Home Content Area
The term «electrosmog» is widely used to describe all technically generated electrical and magnetic fields. Low frequency electrical and magnetic fields arise wherever electricity is generated, transported and consumed.
Mobile telephone base stations, radio transmitters and other radio applications also generate radiation in the high-frequency range, and in both cases this is in the form of non-ionising radiation (NIR).
Switzerland's electricity consumption has increased continuously since the mid-1940s thanks to the ever-increasing use of electrical devices. Although the proportion of electricity to total end energy consumption remained stable at around 24 per cent during the 1990s, it started to rise again in 2000 and is now at around 25%.
The number of mobile communications devices in Switzerland has increased to over 10 million since the 1990s.
As a result of the boom in mobile telephony, there has also been a significant increase in high-frequency radiation in the environment in recent years. To operate the mobile communications networks, mobile communications antennas were installed at more than 15,500 sites by the end of 2011.
In addition to mobile communications, radio relay systems, cordless telephones and wireless local area networks (WLANs) also emit in the high-frequency range.
The increase in electricity consumption and the international merging of networks have resulted in higher electricity transmission rates via the distribution network. This means that low-frequency magnetic fields will continue to increase along existing transmission lines.
The exposure thresholds are only reached or exceeded in very exceptional cases in the immediate proximity of installations that emit radiation. In most everyday situations, the level of electrosmog pollution from infrastructure is well below the specified threshold.
Individual exposure, however, is often determined by weak transmitters operated close to the body. Due to their immediate proximity to users, mobile telephones therefore cause significantly greater exposure than any base station in the vicinity.
The effect of non-ionising radiation on humans depends on the intensity and frequency of the radiation.
Very intensive low-frequency radiation can trigger nerve impulses and involuntary muscle contractions, while intensive high-frequency radiation can cause the warming of tissue. Internationally applicable limit values provide protection against levels of exposure that trigger such effects.
However, various studies provide evidence of biological effects even from weak radiation exposure below these limit values.
Experiments with weak doses of low-frequency radiation have triggered effects, for example, on the behaviour, learning capacity and hormonal system of animals.
In experiments with weak levels of high-frequency radiation, effects have been observed on human brainwaves and sleep patterns, on animal behaviour and on the metabolism of cell cultures.
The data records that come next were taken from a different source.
//! Token types produced by the lexer.

use std::fmt;

use crate::{Number, Span};

/// A lexed token.
///
/// `literal` is the raw source text the token was scanned from; the parsed
/// payload (identifier name, string contents, numeric value) lives in `kind`.
#[derive(Clone, PartialEq, Eq, Debug)]
pub struct Token {
    pub kind: TokenKind,
    pub span: Span,
    pub literal: String,
}

impl Token {
    pub fn new(kind: TokenKind, span: Span, literal: impl Into<String>) -> Self {
        Token {
            kind,
            span,
            literal: literal.into(),
        }
    }
}

/// Why a stretch of input could not be tokenized.
#[derive(Clone, Copy, PartialEq, Eq, Debug)]
pub enum LexError {
    UnexpectedChar(char),
    UnterminatedString,
    InvalidEscape(char),
    InvalidUnicodeEscape,
    UnterminatedComment,
}

impl fmt::Display for LexError {
    fn fmt(&self, f: &mut fmt::Formatter<'_>) -> fmt::Result {
        match self {
            LexError::UnexpectedChar(c) => write!(f, "unexpected character '{}'", c.escape_debug()),
            LexError::UnterminatedString => f.write_str("unterminated string literal"),
            LexError::InvalidEscape(c) => write!(f, "invalid escape sequence '\\{}'", c.escape_debug()),
            LexError::InvalidUnicodeEscape => f.write_str("invalid \\u escape, expected four hex digits"),
            LexError::UnterminatedComment => f.write_str("unterminated block comment"),
        }
    }
}

/// Token kinds.
#[derive(Clone, PartialEq, Eq, Debug)]
pub enum TokenKind {
    // Payload-carrying
    Ident(String),
    Number(Number),
    Str(String),

    // Keywords
    If,
    Else,
    For,
    While,
    Do,
    Break,
    Continue,
    Return,
    Var,
    Empty,
    Size,
    Not,
    KwEq,
    KwNe,
    KwLt,
    KwLe,
    KwGt,
    KwGe,
    KwAnd,
    KwOr,
    True,
    False,
    /// Both `null` and `nil`.
    Null,

    // Punctuation
    LParen,
    RParen,
    LBracket,
    RBracket,
    LBrace,
    RBrace,
    Comma,
    Semicolon,
    Colon,
    Dot,
    DotDot,
    Question,
    QuestionQuestion,
    Arrow,
    FatArrow,
    At,
    Hash,
    Tilde,

    // Operators
    Plus,
    Minus,
    Star,
    Slash,
    Percent,
    PlusPlus,
    MinusMinus,
    Assign,
    PlusEq,
    MinusEq,
    StarEq,
    SlashEq,
    PercentEq,
    AmpEq,
    PipeEq,
    CaretEq,
    ShlEq,
    ShrEq,
    UshrEq,
    EqEq,
    NotEq,
    Lt,
    LtEq,
    Gt,
    GtEq,
    Shl,
    Shr,
    Ushr,
    Amp,
    AmpAmp,
    Pipe,
    PipePipe,
    Caret,
    Bang,
    /// `=~`
    Match,
    /// `!~`
    NotMatch,
    /// `=^`
    StartsWith,
    /// `!^`
    NotStartsWith,
    /// `=$`
    EndsWith,
    /// `!$`
    NotEndsWith,

    Error(LexError),
    Eof,
}

impl TokenKind {
    /// Human-readable description used in parse error messages.
    pub fn describe(&self) -> String {
        match self {
            TokenKind::Ident(name) => format!("identifier '{name}'"),
            TokenKind::Number(n) => format!("number {n}"),
            TokenKind::Str(_) => "string literal".to_string(),
            TokenKind::Error(e) => e.to_string(),
            TokenKind::Eof => "end of input".to_string(),
            other => format!("'{}'", other.symbol()),
        }
    }

    /// Whether this is one of the keyword spellings of a comparator or
    /// logical operator (`eq`, `and`, `not`, ...).
    pub fn is_comparator_name(&self) -> bool {
        matches!(
            self,
            TokenKind::KwEq
                | TokenKind::KwNe
                | TokenKind::KwLt
                | TokenKind::KwLe
                | TokenKind::KwGt
                | TokenKind::KwGe
                | TokenKind::KwAnd
                | TokenKind::KwOr
                | TokenKind::Not
        )
    }

    /// Fixed source spelling of non-payload tokens.
    pub fn symbol(&self) -> &'static str {
        match self {
            TokenKind::Ident(_) => "identifier",
            TokenKind::Number(_) => "number",
            TokenKind::Str(_) => "string",
            TokenKind::If => "if",
            TokenKind::Else => "else",
            TokenKind::For => "for",
            TokenKind::While => "while",
            TokenKind::Do => "do",
            TokenKind::Break => "break",
            TokenKind::Continue => "continue",
            TokenKind::Return => "return",
            TokenKind::Var => "var",
            TokenKind::Empty => "empty",
            TokenKind::Size => "size",
            TokenKind::Not => "not",
            TokenKind::KwEq => "eq",
            TokenKind::KwNe => "ne",
            TokenKind::KwLt => "lt",
            TokenKind::KwLe => "le",
            TokenKind::KwGt => "gt",
            TokenKind::KwGe => "ge",
            TokenKind::KwAnd => "and",
            TokenKind::KwOr => "or",
            TokenKind::True => "true",
            TokenKind::False => "false",
            TokenKind::Null => "null",
            TokenKind::LParen => "(",
            TokenKind::RParen => ")",
            TokenKind::LBracket => "[",
            TokenKind::RBracket => "]",
            TokenKind::LBrace => "{",
            TokenKind::RBrace => "}",
            TokenKind::Comma => ",",
            TokenKind::Semicolon => ";",
            TokenKind::Colon => ":",
            TokenKind::Dot => ".",
            TokenKind::DotDot => "..",
            TokenKind::Question => "?",
            TokenKind::QuestionQuestion => "??",
            TokenKind::Arrow => "->",
            TokenKind::FatArrow => "=>",
            TokenKind::At => "@",
            TokenKind::Hash => "#",
            TokenKind::Tilde => "~",
            TokenKind::Plus => "+",
            TokenKind::Minus => "-",
            TokenKind::Star => "*",
            TokenKind::Slash => "/",
            TokenKind::Percent => "%",
            TokenKind::PlusPlus => "++",
            TokenKind::MinusMinus => "--",
            TokenKind::Assign => "=",
            TokenKind::PlusEq => "+=",
            TokenKind::MinusEq => "-=",
            TokenKind::StarEq => "*=",
            TokenKind::SlashEq => "/=",
            TokenKind::PercentEq => "%=",
            TokenKind::AmpEq => "&=",
            TokenKind::PipeEq => "|=",
            TokenKind::CaretEq => "^=",
            TokenKind::ShlEq => "<<=",
            TokenKind::ShrEq => ">>=",
            TokenKind::UshrEq => ">>>=",
            TokenKind::EqEq => "==",
            TokenKind::NotEq => "!=",
            TokenKind::Lt => "<",
            TokenKind::LtEq => "<=",
            TokenKind::Gt => ">",
            TokenKind::GtEq => ">=",
            TokenKind::Shl => "<<",
            TokenKind::Shr => ">>",
            TokenKind::Ushr => ">>>",
            TokenKind::Amp => "&",
            TokenKind::AmpAmp => "&&",
            TokenKind::Pipe => "|",
            TokenKind::PipePipe => "||",
            TokenKind::Caret => "^",
            TokenKind::Bang => "!",
            TokenKind::Match => "=~",
            TokenKind::NotMatch => "!~",
            TokenKind::StartsWith => "=^",
            TokenKind::NotStartsWith => "!^",
            TokenKind::EndsWith => "=$",
            TokenKind::NotEndsWith => "!$",
            TokenKind::Error(_) => "<error>",
            TokenKind::Eof => "<eof>",
        }
    }
}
In order to better assess the potential risks of electrosmog, a national research programme was conducted in Switzerland from 2007 to 2011. While uncertainty still remains about the long-term effects on human health, no harmful effects were observed in the short or medium term below the specified limit levels.
In order to protect the population against electrosmog, the Federal Council adopted the Ordinance on Protection against Non-Ionising Radiation (NISV), which specifies thresholds for the radiation emitted by stationary installations such as high-voltage electricity lines, mobile phone base stations and radio transmitters.
The existing legislation governing environmental protection does not apply to electrical devices such as mobile telephones and microwave ovens, since these primarily affect users rather than the environment.
The exposure thresholds provide adequate protection against the scientifically recognised effects on health (warming of tissue, nerve impulses, muscle contractions), and have to be complied with wherever people are present, including for short periods of time.
Based on the principle of precaution principle that is applied in environmental legislation, when it adopted the NIR ordinance the Federal Council also specified significantly more stringent requirements on installations. The main aim here is to reduce long-term radiation at an early stage while science continues to carry out research into the effects of low-frequency radiation on our health.
This means that Switzerland's legally binding regulations governing locations at which people spend considerable amounts of time (houses/apartments, schools, hospitals, offices, etc.), are among the most stringent in the world.